VOCE
CRONACA
19.01.2026 - 23:00
A Tavullia la vicenda tiene banco e toglie il sonno a molti. La disputa tra Valentino Rossi e il padre Graziano divide il paese che li ha visti crescere e diventare simboli del motociclismo. A esprimere fiducia in una soluzione è il sindaco Patrizio Federici, che commenta così: “È una questione familiare che sicuramente verrà risolta all’interno della famiglia”. Parole che raccontano quanto la comunità speri in una riconciliazione tra i due ex piloti, un tempo inseparabili anche a bordo pista.
La battaglia legale
La frattura si è approfondita nelle ultime settimane con una denuncia per circonvenzione d’incapace presentata da Valentino contro Ambra Arpino, 54 anni, compagna del padre.

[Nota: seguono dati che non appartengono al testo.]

//! This module defines the `VoteTarget` trait, the persistence capability one
//! votable kind exposes to the vote state machine.
use overflow_shared::types::{Transition, UserId, VotableId, VotableKind, VoteState};

use crate::errors::RepositoryError;

/// Result of a guarded vote commit.
#[derive(Debug, Clone, Copy, PartialEq, Eq)]
pub enum CommitOutcome {
    /// The membership change and the count adjustment were both applied.
    Applied { vote_count: i64 },
    /// The stored vote no longer matched `transition.from`; nothing was written.
    Stale,
}

/// A trait that defines the vote operations for a single votable kind.
///
/// There is one implementation per store, instantiated once per kind, so
/// questions, answers and comments share the same transition logic.
#[async_trait::async_trait]
pub trait VoteTarget: Send + Sync {
    /// The votable kind this target reads and writes.
    fn kind(&self) -> VotableKind;

    /// Returns the current vote count, or `None` if the entity does not exist.
    async fn vote_count(&self, id: VotableId) -> Result<Option<i64>, RepositoryError>;

    /// Returns the vote the user currently holds on the entity.
    async fn user_vote_state(
        &self,
        user_id: UserId,
        id: VotableId,
    ) -> Result<VoteState, RepositoryError>;

    /// Atomically applies a transition.
    ///
    /// The user's vote membership is updated first, conditional on it still being
    /// `transition.from`; that condition is the double-vote guard. The count is then
    /// adjusted by `transition.delta()` inside the store.
    ///
    /// # Errors
    ///
    /// Returns `RepositoryError::NotFound` if the entity does not exist. No
    /// membership change is kept in that case.
    async fn commit_transition(
        &self,
        user_id: UserId,
        id: VotableId,
        transition: Transition,
    ) -> Result<CommitOutcome, RepositoryError>;
}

L’accusa è di aver sottratto oltre 200mila euro per spese personali. Una situazione che Valentino avrebbe scoperto quando ricopriva il ruolo di amministratore di sostegno del padre, incarico dal quale è poi decaduto nel marzo 2025: il tribunale ha infatti riconosciuto Graziano Rossi capace di intendere e di volere.
L’inchiesta ha portato Graziano a sottoporsi ad cinque perizie psichiatriche, tutte con esito favorevole. A quel punto è arrivato il contrattacco: Graziano ha annunciato l’intenzione di sposare la compagna e ha comunicato che chiederà al tribunale di interrompere l’assegno di mantenimento per la figlia Clara, 29 anni, musicista, avuta da un secondo matrimonio.
Le parole di Valentino
“Il denaro, in questa storia, non ha alcuna rilevanza, per fortuna mia e anche di Graziano. Sono solo addolorato e preoccupato per il mio babbo, che non vedo e non sento più”, ha spiegato Valentino Rossi, chiarendo che il nodo non è economico ma affettivo.

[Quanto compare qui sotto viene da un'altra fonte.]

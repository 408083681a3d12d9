use std::collections::BTreeSet;

use chrono::{DateTime, Utc};
use serde::{Deserialize, Serialize};

use crate::types::{UserId, VotableId, VoteState};

#[derive(Debug, Clone, PartialEq, Eq, Serialize, Deserialize)]
pub struct User {
    pub id: UserId,
    pub username: String,
    pub is_moderator: bool,
    pub created_at: DateTime<Utc>,
}

/// A user together with the entities they have voted on.
///
/// An entity id appears in at most one of `upvoted` and `downvoted`.
#[derive(Debug, Clone, PartialEq, Eq, Serialize, Deserialize)]
pub struct UserProfile {
    #[serde(flatten)]
    pub user: User,
    pub upvoted: BTreeSet<VotableId>,
    pub downvoted: BTreeSet<VotableId>,
}

impl UserProfile {
    pub fn vote_state(&self, id: &VotableId) -> VoteState {
        if self.upvoted.contains(id) {
            VoteState::Up
        } else if self.downvoted.contains(id) {
            VoteState::Down
        } else {
            VoteState::Unvoted
        }
    }
}

/// A stored bearer session. Only the hash of the token is kept.
#[derive(Debug, Clone, PartialEq, Eq)]
pub struct Session {
    pub token_hash: String,
    pub user_id: UserId,
    pub expires_at: DateTime<Utc>,
}

impl Session {
    pub fn is_expired_at(&self, now: DateTime<Utc>) -> bool {
        self.expires_at <= now
    }
}
//! Server settings read from the environment.

use std::collections::HashSet;
use std::env;
use std::net::{IpAddr, SocketAddr};

use crate::errors::ServerError;

/// Default bind address.
const DEFAULT_SERVER_HOST: &str = "127.0.0.1";

/// Default bind port.
const DEFAULT_SERVER_PORT: u16 = 8080;

/// Default bearer token lifetime, one day.
const DEFAULT_SESSION_TTL_SECS: i64 = 86_400;

/// Longest accepted bearer token lifetime, ten years.
const MAX_SESSION_TTL_SECS: i64 = 10 * 365 * 86_400;

/// Default front-end origins allowed by CORS.
const DEFAULT_CORS_ORIGINS: &str = "http://localhost:3000,http://localhost:5173";

/// Which store backs the repositories.
#[derive(Debug, Clone, Copy, PartialEq, Eq)]
pub enum StoreKind {
    Postgres,
    Memory,
}

/// Output format of the tracing subscriber.
#[derive(Debug, Clone, Copy, PartialEq, Eq)]
pub enum LogFormat {
    Pretty,
    Json,
}

#[derive(Debug, Clone)]
pub struct Settings {
    pub store: StoreKind,
    pub database_url: Option<String>,
    pub host: IpAddr,
    pub port: u16,
    pub session_ttl: chrono::Duration,
    pub cors_origins: Vec<String>,
    pub log_format: LogFormat,
    pub run_migrations: bool,
    /// Usernames that are granted moderator rights when they register.
    pub moderator_usernames: HashSet<String>,
}

impl Settings {
    /// Reads settings from environment variables.
    ///
    /// # Environment Variables
    ///
    /// - `STORE`: "postgres" or "memory" (default: postgres)
    /// - `DATABASE_URL`: PostgreSQL connection string, required for the postgres store
    /// - `SERVER_HOST`: bind address (default: 127.0.0.1)
    /// - `SERVER_PORT`: bind port (default: 8080)
    /// - `SESSION_TTL_SECS`: bearer token lifetime, at most ten years (default: 86400)
    /// - `CORS_ORIGINS`: comma separated origins (default: localhost:3000 and localhost:5173)
    /// - `LOG_FORMAT`: "pretty" or "json" (default: pretty)
    /// - `RUN_MIGRATIONS`: apply embedded migrations at startup (default: true)
    /// - `MODERATOR_USERNAMES`: comma separated usernames (default: none)
    pub fn from_env() -> Result<Self, ServerError> {
        let store = match env::var("STORE")
            .unwrap_or_else(|_| "postgres".to_string())
            .to_lowercase()
            .as_str()
        {
            "postgres" | "postgresql" => StoreKind::Postgres,
            "memory" | "in-memory" => StoreKind::Memory,
            other => {
                return Err(ServerError::InvalidEnv {
                    name: "STORE",
                    value: other.to_string(),
                });
            }
        };

        let database_url = env::var("DATABASE_URL").ok().filter(|url| !url.is_empty());
        if store == StoreKind::Postgres && database_url.is_none() {
            return Err(ServerError::MissingEnv("DATABASE_URL"));
        }

        let host: IpAddr = parse_var("SERVER_HOST", DEFAULT_SERVER_HOST.parse().ok())?;
        let port: u16 = parse_var("SERVER_PORT", Some(DEFAULT_SERVER_PORT))?;
        let ttl_secs: i64 = parse_var("SESSION_TTL_SECS", Some(DEFAULT_SESSION_TTL_SECS))?;
        let session_ttl = Some(ttl_secs)
            .filter(|secs| (1..=MAX_SESSION_TTL_SECS).contains(secs))
            .and_then(chrono::Duration::try_seconds)
            .ok_or_else(|| ServerError::InvalidEnv {
                name: "SESSION_TTL_SECS",
                value: ttl_secs.to_string(),
            })?;

        let cors_origins = split_list(
            &env::var("CORS_ORIGINS").unwrap_or_else(|_| DEFAULT_CORS_ORIGINS.to_string()),
        );

        let log_format = match env::var("LOG_FORMAT")
            .unwrap_or_else(|_| "pretty".to_string())
            .to_lowercase()
            .as_str()
        {
            "json" => LogFormat::Json,
            "pretty" => LogFormat::Pretty,
            other => {
                return Err(ServerError::InvalidEnv {
                    name: "LOG_FORMAT",
                    value: other.to_string(),
                });
            }
        };

        let run_migrations: bool = parse_var("RUN_MIGRATIONS", Some(true))?;
        let moderator_usernames = split_list(&env::var("MODERATOR_USERNAMES").unwrap_or_default())
            .into_iter()
            .collect();

        Ok(Self {
            store,
            database_url,
            host,
            port,
            session_ttl,
            cors_origins,
            log_format,
            run_migrations,
            moderator_usernames,
        })
    }

    pub fn addr(&self) -> SocketAddr {
        SocketAddr::new(self.host, self.port)
    }
}

/// Parses `name` if it is set, otherwise falls back to `default`.
fn parse_var<T: std::str::FromStr>(
    name: &'static str,
    default: Option<T>,
) -> Result<T, ServerError> {
    match env::var(name) {
        Ok(value) => value
            .trim()
            .parse()
            .map_err(|_| ServerError::InvalidEnv { name, value }),
        Err(_) => default.ok_or(ServerError::MissingEnv(name)),
    }
}

fn split_list(value: &str) -> Vec<String> {
    value
        .split(',')
        .map(str::trim)
        .filter(|item| !item.is_empty())
        .map(str::to_string)
        .collect()
}

#[cfg(test)]
mod tests {
    use super::*;
    use chrono::Utc;
    use serial_test::serial;

    const VARS: [&str; 9] = [
        "STORE",
        "DATABASE_URL",
        "SERVER_HOST",
        "SERVER_PORT",
        "SESSION_TTL_SECS",
        "CORS_ORIGINS",
        "LOG_FORMAT",
        "RUN_MIGRATIONS",
        "MODERATOR_USERNAMES",
    ];

    fn clear_env() {
        for var in VARS {
            unsafe {
                env::remove_var(var);
            }
        }
    }

    fn set(var: &str, value: &str) {
        unsafe {
            env::set_var(var, value);
        }
    }

    #[test]
    #[serial]
    fn test_defaults_with_memory_store() {
        clear_env();
        set("STORE", "memory");

        let settings = Settings::from_env().unwrap();
        assert_eq!(settings.store, StoreKind::Memory);
        assert_eq!(settings.database_url, None);
        assert_eq!(settings.addr(), "127.0.0.1:8080".parse::<SocketAddr>().unwrap());
        assert_eq!(settings.session_ttl, chrono::Duration::seconds(86_400));
        assert_eq!(
            settings.cors_origins,
            vec!["http://localhost:3000".to_string(), "http://localhost:5173".to_string()]
        );
        assert_eq!(settings.log_format, LogFormat::Pretty);
        assert!(settings.run_migrations);
        assert!(settings.moderator_usernames.is_empty());
        clear_env();
    }

    #[test]
    #[serial]
    fn test_postgres_requires_database_url() {
        clear_env();
        let result = Settings::from_env();
        assert!(matches!(result, Err(ServerError::MissingEnv("DATABASE_URL"))));
        clear_env();
    }

    #[test]
    #[serial]
    fn test_overrides() {
        clear_env();
        set("DATABASE_URL", "postgres://localhost/overflow");
        set("SERVER_HOST", "0.0.0.0");
        set("SERVER_PORT", "9000");
        set("SESSION_TTL_SECS", "60");
        set("CORS_ORIGINS", "https://overflow.test, ");
        set("LOG_FORMAT", "JSON");
        set("RUN_MIGRATIONS", "false");
        set("MODERATOR_USERNAMES", "alice,bob");

        let settings = Settings::from_env().unwrap();
        assert_eq!(settings.store, StoreKind::Postgres);
        assert_eq!(settings.database_url.as_deref(), Some("postgres://localhost/overflow"));
        assert_eq!(settings.addr(), "0.0.0.0:9000".parse::<SocketAddr>().unwrap());
        assert_eq!(settings.session_ttl, chrono::Duration::seconds(60));
        assert_eq!(settings.cors_origins, vec!["https://overflow.test".to_string()]);
        assert_eq!(settings.log_format, LogFormat::Json);
        assert!(!settings.run_migrations);
        assert!(settings.moderator_usernames.contains("alice"));
        assert!(settings.moderator_usernames.contains("bob"));
        clear_env();
    }

    #[test]
    #[serial]
    fn test_invalid_values_are_rejected() {
        clear_env();
        set("STORE", "mongo");
        assert!(matches!(
            Settings::from_env(),
            Err(ServerError::InvalidEnv { name: "STORE", .. })
        ));

        set("STORE", "memory");
        set("SERVER_PORT", "not-a-port");
        assert!(matches!(
            Settings::from_env(),
            Err(ServerError::InvalidEnv { name: "SERVER_PORT", .. })
        ));

        set("SERVER_PORT", "8080");
        for ttl in ["0", "-5", "10000000000000", "9300000000000000"] {
            set("SESSION_TTL_SECS", ttl);
            assert!(matches!(
                Settings::from_env(),
                Err(ServerError::InvalidEnv { name: "SESSION_TTL_SECS", .. })
            ));
        }

        set("SESSION_TTL_SECS", &MAX_SESSION_TTL_SECS.to_string());
        let settings = Settings::from_env().unwrap();
        assert!(Utc::now().checked_add_signed(settings.session_ttl).is_some());
        clear_env();
    }
}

Segnali di riavvicinamento
Dall’altra parte, Graziano Rossi ha ribadito la volontà di sposarsi prima dell’estate e di ritenersi libero di contribuire a un mutuo per l’acquisto della casa della compagna, dove vive spesso. Ha anche fatto sapere che inviterà tutti al matrimonio, compreso Valentino, chiedendogli un passo verso di lui per ricucire un rapporto deteriorato negli anni.
A Tavullia si tifa per questo happy ending, convinti che, avvocati permettendo, il legame tra padre e figlio possa ritrovare una strada comune.